Tais conversas, aliás, geraram impactos que vemos até hoje na cobertura jornalística de cibersegurança e, também, nas legislações americanas. O caso Mitnick foi o primeiro e, até hoje, um dos mais famosos a trazer a questão à tona, levando à criação de legislações sobre crimes digitais, além de servir como um alerta à população sobre os riscos envolvendo seus dados e dispositivos em uma sociedade cada vez mais tecnológica.

O conceito de engenharia social

Mitnick foi solto em janeiro de 2000 e permaneceu sob liberdade supervisionada até 2003. Ele não podia usar nenhum tipo de tecnologia além de um telefone fixo durante o período, nem lucrar com filmes e livros sobre sua história. Foi durante esse período que ele "mudou de lado" e se tornou um consultor em segurança, passando a palestrar e escrever livros sobre o tema.

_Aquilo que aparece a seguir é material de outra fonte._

// HTTP API Error Types
use axum::{http::StatusCode, response::IntoResponse, Json};
use serde_json::{json, Value};

use crate::services::authorization::AuthError;
use crate::services::reassignment::{SupervisorError, ValidationError};
use crate::services::users::UserAdminError;

/// HTTP API error with appropriate status codes and client-friendly messages
#[derive(Debug)]
pub enum ApiError {
    // 400 Bad Request
    BadRequest {
        code: &'static str,
        message: String,
    },

    // 401 Unauthorized
    Unauthorized {
        code: &'static str,
        message: String,
    },

    // 403 Forbidden
    Forbidden {
        code: &'static str,
        message: String,
    },

    // 404 Not Found
    NotFound(String),

    // 409 Conflict
    Conflict(String),

    // 500 Internal Server Error
    InternalServerError {
        code: &'static str,
        message: String,
    },

    // 503 Service Unavailable
    ServiceUnavailable(String),
}

impl ApiError {
    /// Get HTTP status code
    pub fn status_code(&self) -> u16 {
        match self {
            ApiError::BadRequest { .. } => 400,
            ApiError::Unauthorized { .. } => 401,
            ApiError::Forbidden { .. } => 403,
            ApiError::NotFound(_) => 404,
            ApiError::Conflict(_) => 409,
            ApiError::InternalServerError { .. } => 500,
            ApiError::ServiceUnavailable(_) => 503,
        }
    }

    /// Get client-safe error message
    pub fn message(&self) -> &str {
        match self {
            ApiError::BadRequest { message, .. } => message,
            ApiError::Unauthorized { message, .. } => message,
            ApiError::Forbidden { message, .. } => message,
            ApiError::NotFound(msg) => msg,
            ApiError::Conflict(msg) => msg,
            ApiError::InternalServerError { message, .. } => message,
            ApiError::ServiceUnavailable(msg) => msg,
        }
    }

    /// Get error code for client handling
    pub fn error_code(&self) -> &'static str {
        match self {
            ApiError::BadRequest { code, .. } => code,
            ApiError::Unauthorized { code, .. } => code,
            ApiError::Forbidden { code, .. } => code,
            ApiError::NotFound(_) => "NOT_FOUND",
            ApiError::Conflict(_) => "CONFLICT",
            ApiError::InternalServerError { code, .. } => code,
            ApiError::ServiceUnavailable(_) => "SERVICE_UNAVAILABLE",
        }
    }

    /// Convert to JSON response body
    pub fn to_json(&self) -> Value {
        json!({
            "error": true,
            "message": self.message(),
            "code": self.error_code()
        })
    }
}

// Static constructor methods
impl ApiError {
    pub fn bad_request(message: impl Into<String>) -> Self {
        ApiError::BadRequest {
            code: "BAD_REQUEST",
            message: message.into(),
        }
    }

    pub fn bad_request_code(code: &'static str, message: impl Into<String>) -> Self {
        ApiError::BadRequest {
            code,
            message: message.into(),
        }
    }

    pub fn unauthorized(message: impl Into<String>) -> Self {
        ApiError::Unauthorized {
            code: "UNAUTHORIZED",
            message: message.into(),
        }
    }

    pub fn unauthorized_code(code: &'static str, message: impl Into<String>) -> Self {
        ApiError::Unauthorized {
            code,
            message: message.into(),
        }
    }

    pub fn forbidden(message: impl Into<String>) -> Self {
        ApiError::Forbidden {
            code: "FORBIDDEN",
            message: message.into(),
        }
    }

    pub fn forbidden_code(code: &'static str, message: impl Into<String>) -> Self {
        ApiError::Forbidden {
            code,
            message: message.into(),
        }
    }

    pub fn not_found(message: impl Into<String>) -> Self {
        ApiError::NotFound(message.into())
    }

    pub fn conflict(message: impl Into<String>) -> Self {
        ApiError::Conflict(message.into())
    }

    pub fn internal_server_error(message: impl Into<String>) -> Self {
        ApiError::InternalServerError {
            code: "INTERNAL_SERVER_ERROR",
            message: message.into(),
        }
    }

    pub fn internal_code(code: &'static str, message: impl Into<String>) -> Self {
        ApiError::InternalServerError {
            code,
            message: message.into(),
        }
    }

    pub fn service_unavailable(message: impl Into<String>) -> Self {
        ApiError::ServiceUnavailable(message.into())
    }
}

// Convert domain error types to ApiError
impl From<AuthError> for ApiError {
    fn from(err: AuthError) -> Self {
        match &err {
            // Unknown and soft-deleted callers render identically.
            AuthError::UserNotFound { .. } => {
                ApiError::unauthorized_code(err.error_code(), "User not found")
            }
            AuthError::InsufficientPrivileges { operation } => ApiError::forbidden_code(
                err.error_code(),
                format!("Insufficient privileges for {}", operation),
            ),
            AuthError::Directory(e) => {
                tracing::error!("Directory error during authorization: {}", e);
                ApiError::service_unavailable("User directory temporarily unavailable")
            }
        }
    }
}

impl From<ValidationError> for ApiError {
    fn from(err: ValidationError) -> Self {
        ApiError::bad_request_code(err.error_code(), err.to_string())
    }
}

impl From<crate::database::users::DirectoryError> for ApiError {
    fn from(err: crate::database::users::DirectoryError) -> Self {
        use crate::database::users::DirectoryError;
        match err {
            DirectoryError::NotFound(id) => ApiError::not_found(format!("User not found: {}", id)),
            DirectoryError::EmailTaken(email) => {
                ApiError::conflict(format!("Email already registered: {}", email))
            }
            DirectoryError::Database(e) => {
                tracing::error!("Directory database error: {}", e);
                ApiError::service_unavailable("User directory temporarily unavailable")
            }
            DirectoryError::Unavailable(msg) => {
                tracing::error!("Directory unavailable: {}", msg);
                ApiError::service_unavailable("User directory temporarily unavailable")
            }
            DirectoryError::CorruptRole { user_id, source } => {
                tracing::error!("Corrupt role for user {}: {}", user_id, source);
                ApiError::internal_server_error("An error occurred while processing your request")
            }
            DirectoryError::PartialWrite { expected, updated } => {
                tracing::error!(
                    "Partial supervisor write: {} of {} rows updated",
                    updated,
                    expected
                );
                ApiError::internal_server_error("An error occurred while processing your request")
            }
        }
    }
}

impl From<SupervisorError> for ApiError {
    fn from(err: SupervisorError) -> Self {
        match err {
            SupervisorError::Auth(e) => e.into(),
            SupervisorError::Validation(e) => e.into(),
            SupervisorError::Directory(e) => e.into(),
            SupervisorError::AssignmentFailed { source } => {
                tracing::error!("Supervisor assignment failed: {}", source);
                ApiError::internal_code(
                    "SUPERVISOR_ASSIGNMENT_FAILED",
                    "Supervisor assignment failed; no changes were applied",
                )
            }
        }
    }
}

impl From<UserAdminError> for ApiError {
    fn from(err: UserAdminError) -> Self {
        match err {
            UserAdminError::Auth(e) => e.into(),
            UserAdminError::Validation(e) => e.into(),
            UserAdminError::Directory(e) => e.into(),
        }
    }
}

impl From<crate::database::manager::DatabaseError> for ApiError {
    fn from(err: crate::database::manager::DatabaseError) -> Self {
        tracing::error!("Database error: {}", err);
        ApiError::service_unavailable("Database temporarily unavailable")
    }
}

// Standard error trait implementations
impl std::fmt::Display for ApiError {
    fn fmt(&self, f: &mut std::fmt::Formatter<'_>) -> std::fmt::Result {
        write!(f, "{}", self.message())
    }
}

impl std::error::Error for ApiError {}

// Automatic HTTP response conversion for Axum
impl IntoResponse for ApiError {
    fn into_response(self) -> axum::response::Response {
        let status =
            StatusCode::from_u16(self.status_code()).unwrap_or(StatusCode::INTERNAL_SERVER_ERROR);
        (status, Json(self.to_json())).into_response()
    }
}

Sua principal contribuição para o debate foi a popularização da ideia de engenharia social, um conceito em que, de posse de algumas informações sobre alguém ou um sistema, seria possível obter muito mais. Pense no conceito contemporâneo de um golpista financeiro que, de posse do nome completo e CPF de um cliente bancário, o convence a passar os dados do cartão de crédito pelo telefone.

É exatamente isso, hoje um tema comum e que falamos todos os dias no noticiário, mas à época, quase um passe de mágica. Entre publicações, biografias autorizadas e palestras, o especialista abriu a Mitnick Security Consulting, uma empresa de consultoria que desenvolvia a KnowBe4, ou "saiba antes, em inglês", uma plataforma de treinamento e testes de cibersegurança que existe até hoje e é líder em conscientização sobre phishing.

Ele também foi parte do rol de conselheiros da Zimperium, que desenvolve sistemas de segurança para smartphones e outros dispositivos móveis. Entre viagens pelos EUA e o mundo, com direito a visitas ao Brasil até o ano passado, ele jamais deixou sua cidade-natal, Los Angeles, onde faleceu no dia 16 de julho de 2023, aos 59 anos. Ele deixou a esposa, Kimberley Mitnick, que está grávida de seu primeiro filho.

Sua história também virou filme no ano 2000. Caçada Virtual: Operação Takedown é baseado no livro escrito por Tsutomu Shimomura, especialista em segurança que colaborou com o FBI na captura do hacker. No longa, Skeet Ulrich (Pânico) interpreta Mitnick, encabeçando um elenco que também traz Russell Wong (Westworld) e Tom Berenger (O Atirador), com direção de Joe Chappelle (Black Bird).